Mars: earthquakes are not real earthquakes and in addition they are relatively weak
NASA also revealed that the largest earthquake detected by SEIS was around magnitude 4.0. More benevolent than scientists expected. This power is not strong enough to get readings from the lower mantle and core of the planet that scientists hope to achieve, however. The main researcher of InSight, Bruce Banerdt, described these layers as “the most juicy parts of the apple“When it comes to knowing the internal structure of the planet, it considers them the most important parts.
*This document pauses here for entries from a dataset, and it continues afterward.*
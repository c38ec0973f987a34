const MAX_VISIBLE_CHARS: usize = 100;

const SENSITIVE_PATTERNS: [(&str, &str); 7] = [
    ("Bearer ", "Bearer [REDACTED]"),
    ("api-key: ", "api-key: [REDACTED]"),
    ("Ocp-Apim-Subscription-Key: ", "Ocp-Apim-Subscription-Key: [REDACTED]"),
    ("api_key=", "api_key=[REDACTED]"),
    ("password=", "password=[REDACTED]"),
    ("secret=", "secret=[REDACTED]"),
    ("token=", "token=[REDACTED]"),
];

/// Sanitizes user or model text for safe logging.
///
/// Truncates on character boundaries so Hebrew and other multi-byte text is safe.
pub fn sanitize_prompt(prompt: &str) -> String {
    let trimmed = prompt.trim();

    if trimmed.is_empty() {
        return String::from("[EMPTY]");
    }

    let total_chars = trimmed.chars().count();
    let sanitized = if total_chars > MAX_VISIBLE_CHARS {
        let visible: String = trimmed.chars().take(MAX_VISIBLE_CHARS).collect();
        format!("{visible}... ({total_chars} chars total)")
    } else {
        trimmed.to_string()
    };

    redact_sensitive_patterns(&sanitized)
}

fn redact_sensitive_patterns(text: &str) -> String {
    let mut result = text.to_string();

    for (pattern, replacement) in SENSITIVE_PATTERNS {
        let mut search_from = 0;
        while let Some(offset) = result[search_from..].find(pattern) {
            let start = search_from + offset;
            let value_start = start + pattern.len();
            let end = result[value_start..]
                .find(|c: char| c.is_whitespace() || matches!(c, '&' | '"' | '\''))
                .map(|i| value_start + i)
                .unwrap_or(result.len());
            result.replace_range(start..end, replacement);
            search_from = start + replacement.len();
        }
    }

    result
}
use axum::Json;
use axum::extract::rejection::JsonRejection;
use axum::http::StatusCode;
use axum::response::{IntoResponse, Response};
use serde::{Deserialize, Serialize};

/// JSON error body shared by every route.
#[derive(Debug, Serialize, Deserialize)]
pub struct ErrorResponse {
    pub detail: String,
}

pub fn error_response(status: StatusCode, detail: impl Into<String>) -> Response {
    (
        status,
        Json(ErrorResponse {
            detail: detail.into(),
        }),
    )
        .into_response()
}

pub fn json_rejection_response(rejection: JsonRejection) -> Response {
    tracing::warn!(error = %rejection, "Rejected JSON body");
    error_response(rejection.status(), rejection.body_text())
}
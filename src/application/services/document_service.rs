use std::sync::Arc;

use serde_json::Value;

use super::prompts;
use super::reply_parser::{ReplyParseError, parse_json_reply};
use crate::application::ports::{LlmClient, OcrClient, ServiceError};
use crate::domain::{Document, Message};

/// An OCR'd sample and the JSON the model is expected to produce for it.
#[derive(Debug, Clone)]
pub struct FewShotExample {
    pub ocr_text: String,
    pub expected: Value,
}

pub struct DocumentService<O, L>
where
    O: OcrClient,
    L: LlmClient,
{
    ocr_client: Arc<O>,
    llm_client: Arc<L>,
    few_shot: Option<FewShotExample>,
}

impl<O, L> DocumentService<O, L>
where
    O: OcrClient,
    L: LlmClient,
{
    pub fn new(ocr_client: Arc<O>, llm_client: Arc<L>) -> Self {
        Self {
            ocr_client,
            llm_client,
            few_shot: None,
        }
    }

    pub fn with_few_shot(mut self, example: FewShotExample) -> Self {
        self.few_shot = Some(example);
        self
    }

    #[tracing::instrument(skip(self, data), fields(filename = %document.filename))]
    pub async fn extract_text(
        &self,
        data: &[u8],
        document: &Document,
    ) -> Result<String, DocumentError> {
        if data.is_empty() {
            return Err(DocumentError::EmptyDocument);
        }

        let text = self
            .ocr_client
            .extract_text(data, document)
            .await
            .map_err(DocumentError::Ocr)?;

        tracing::debug!(chars = text.len(), "OCR text extracted");
        Ok(text)
    }

    /// Summarizes the document, or answers `question` about it.
    pub async fn ask(
        &self,
        data: &[u8],
        document: &Document,
        question: Option<&str>,
    ) -> Result<DocumentAnswer, DocumentError> {
        let text = self.extract_text(data, document).await?;
        let prompt = prompts::document_prompt(&text, question);

        let response = self
            .llm_client
            .complete(&prompt, prompts::DOCUMENT_SYSTEM_PROMPT)
            .await
            .map_err(DocumentError::Completion)?;

        Ok(DocumentAnswer { text, response })
    }

    /// Organizes the document's text into the structured form JSON.
    pub async fn extract_fields(
        &self,
        data: &[u8],
        document: &Document,
    ) -> Result<FormExtraction, DocumentError> {
        let text = self.extract_text(data, document).await?;

        let mut messages = vec![Message::system(prompts::form_extraction_prompt())];
        if let Some(example) = &self.few_shot {
            messages.push(Message::user(prompts::form_extraction_request(
                &example.ocr_text,
            )));
            messages.push(Message::assistant(example.expected.to_string()));
        }
        messages.push(Message::user(prompts::form_extraction_request(&text)));

        let reply = self
            .llm_client
            .chat(&messages)
            .await
            .map_err(DocumentError::Completion)?;

        let fields = parse_json_reply(&reply)?;
        Ok(FormExtraction { text, fields })
    }
}

#[derive(Debug, Clone)]
pub struct DocumentAnswer {
    pub text: String,
    pub response: String,
}

#[derive(Debug, Clone)]
pub struct FormExtraction {
    pub text: String,
    pub fields: Value,
}

#[derive(Debug, thiserror::Error)]
pub enum DocumentError {
    #[error("document is empty")]
    EmptyDocument,
    #[error("ocr: {0}")]
    Ocr(ServiceError),
    #[error("completion: {0}")]
    Completion(ServiceError),
    #[error("malformed reply: {0}")]
    MalformedReply(#[from] ReplyParseError),
}
use serde::{Deserialize, Deserializer};

/// Reads an explicit JSON `null` the same way as an absent field.
pub fn null_as_default<'de, D, T>(deserializer: D) -> Result<T, D::Error>
where
    D: Deserializer<'de>,
    T: Default + Deserialize<'de>,
{
    Ok(Option::<T>::deserialize(deserializer)?.unwrap_or_default())
}
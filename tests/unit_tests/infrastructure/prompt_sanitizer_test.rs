use docsense::infrastructure::observability::sanitize_prompt;

#[test]
fn given_empty_prompt_when_sanitizing_then_returns_empty_marker() {
    assert_eq!(sanitize_prompt(""), "[EMPTY]");
    assert_eq!(sanitize_prompt("   "), "[EMPTY]");
}

#[test]
fn given_short_prompt_when_sanitizing_then_returns_trimmed_input() {
    assert_eq!(sanitize_prompt("  Is dental covered?  "), "Is dental covered?");
}

#[test]
fn given_long_hebrew_prompt_when_sanitizing_then_truncates_on_char_boundary() {
    let prompt = "ש".repeat(150);

    let result = sanitize_prompt(&prompt);

    assert!(result.starts_with(&"ש".repeat(100)));
    assert!(result.ends_with("... (150 chars total)"));
}

#[test]
fn given_bearer_token_when_sanitizing_then_redacts_token() {
    let result = sanitize_prompt("Authorization: Bearer sk-abc123xyz");
    assert!(result.contains("Bearer [REDACTED]"));
    assert!(!result.contains("sk-abc123xyz"));
}

#[test]
fn given_azure_keys_when_sanitizing_then_redacts_every_occurrence() {
    let result = sanitize_prompt("api-key: one Ocp-Apim-Subscription-Key: two api-key: three");

    assert!(!result.contains("one"));
    assert!(!result.contains("two"));
    assert!(!result.contains("three"));
    assert_eq!(result.matches("[REDACTED]").count(), 3);
}
use std::path::{Path, PathBuf};

use config::{Config, ConfigError, File};
use serde::Deserialize;

use super::Environment;
use crate::infrastructure::observability::TracingConfig;

const ENV_PREFIX: &str = "APP";
const ENV_SEPARATOR: &str = "__";

#[derive(Debug, Clone, Deserialize)]
pub struct Settings {
    pub server: ServerSettings,
    pub ocr: OcrSettings,
    pub llm: LlmSettings,
    pub knowledge_base: KnowledgeBaseSettings,
    pub logging: LoggingSettings,
    pub extraction: ExtractionSettings,
    pub frontend: FrontendSettings,
}

#[derive(Debug, Clone, Deserialize)]
pub struct ServerSettings {
    pub host: String,
    pub port: u16,
    pub workers: usize,
    /// Largest document body accepted by the upload routes.
    pub max_upload_bytes: usize,
}

#[derive(Debug, Clone, Deserialize)]
pub struct OcrSettings {
    pub endpoint: String,
    pub api_key: String,
    pub model_id: String,
    pub api_version: String,
    pub poll_interval_ms: u64,
    pub poll_timeout_secs: u64,
    pub request_timeout_secs: u64,
}

#[derive(Debug, Clone, Deserialize)]
pub struct LlmSettings {
    pub provider: LlmProvider,
    pub endpoint: String,
    pub api_key: String,
    pub api_version: String,
    pub chat_model: String,
    pub embedding_model: String,
    pub max_tokens: Option<u32>,
    pub temperature: Option<f32>,
    pub request_timeout_secs: u64,
}

#[derive(Debug, Clone, Copy, PartialEq, Eq, Deserialize)]
#[serde(rename_all = "lowercase")]
pub enum LlmProvider {
    Azure,
    #[serde(rename = "openai")]
    OpenAi,
}

#[derive(Debug, Clone, Deserialize)]
pub struct KnowledgeBaseSettings {
    pub path: PathBuf,
    pub data_dir: PathBuf,
    pub max_tokens: usize,
    pub distance_threshold: f32,
    pub max_matches: Option<usize>,
}

#[derive(Debug, Clone, Deserialize)]
pub struct LoggingSettings {
    pub level: String,
    pub enable_json: bool,
    pub file: Option<PathBuf>,
}

impl LoggingSettings {
    pub fn tracing_config(&self, environment: Environment) -> TracingConfig {
        TracingConfig {
            environment: environment.to_string(),
            level: self.level.clone(),
            json_format: self.enable_json,
            log_file: self.file.clone(),
        }
    }
}

#[derive(Debug, Clone, Deserialize)]
pub struct ExtractionSettings {
    pub ground_truth_dir: PathBuf,
    pub output_dir: PathBuf,
    pub few_shot_ocr_path: Option<PathBuf>,
    pub few_shot_json_path: Option<PathBuf>,
}

#[derive(Debug, Clone, Deserialize)]
pub struct FrontendSettings {
    pub api_url: String,
}

impl Settings {
    /// Layers built-in defaults, `appsettings.toml`, `appsettings.{environment}.toml`
    /// and `APP__SECTION__KEY` environment variables, in that order.
    pub fn load(config_dir: &Path, environment: Environment) -> Result<Self, ConfigError> {
        let base = config_dir.join("appsettings.toml");
        let overlay = config_dir.join(format!("appsettings.{}.toml", environment.as_str()));

        Config::builder()
            .set_default("server.host", "0.0.0.0")?
            .set_default("server.port", 8000)?
            .set_default("server.workers", 4)?
            .set_default("server.max_upload_bytes", 50 * 1024 * 1024)?
            .set_default("ocr.endpoint", "")?
            .set_default("ocr.api_key", "")?
            .set_default("ocr.model_id", "prebuilt-document")?
            .set_default("ocr.api_version", "2023-07-31")?
            .set_default("ocr.poll_interval_ms", 1000)?
            .set_default("ocr.poll_timeout_secs", 120)?
            .set_default("ocr.request_timeout_secs", 60)?
            .set_default("llm.provider", "azure")?
            .set_default("llm.endpoint", "")?
            .set_default("llm.api_key", "")?
            .set_default("llm.api_version", "2023-07-01-preview")?
            .set_default("llm.chat_model", "gpt-4o")?
            .set_default("llm.embedding_model", "text-embedding-ada-002")?
            .set_default("llm.request_timeout_secs", 60)?
            .set_default(
                "knowledge_base.path",
                "knowledge_base_embeddings_chunked.json",
            )?
            .set_default("knowledge_base.data_dir", "./data")?
            .set_default("knowledge_base.max_tokens", 150)?
            .set_default("knowledge_base.distance_threshold", 0.3)?
            .set_default("logging.level", "info,docsense=debug,tower_http=debug")?
            .set_default("logging.enable_json", false)?
            .set_default("extraction.ground_truth_dir", "gt")?
            .set_default("extraction.output_dir", ".")?
            .set_default("frontend.api_url", "http://127.0.0.1:8000")?
            .add_source(File::from(base).required(false))
            .add_source(File::from(overlay).required(false))
            .add_source(
                config::Environment::with_prefix(ENV_PREFIX)
                    .prefix_separator(ENV_SEPARATOR)
                    .separator(ENV_SEPARATOR)
                    .try_parsing(true),
            )
            .build()?
            .try_deserialize()
    }
}
#![allow(dead_code)]

mod mock_server;

pub use mock_server::spawn_server;
pub use mocks::*;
They can also help shed some light on how rocky planets are formed.
Earthquakes, however, they are not quite similar to earthquakes. Explained better, the planet has no tectonic plates and scientists believe that its rumble comes from volcanically active regions and internal cooling processes. All this causes the nucleus to contract and consequently create stress. Indeed, when InSight has detected the first potential earthquake, the director of NASA Planetary Science Division Lori Glaze he compared the event to an earthquake, which is generally weaker and much longer than a common earthquake.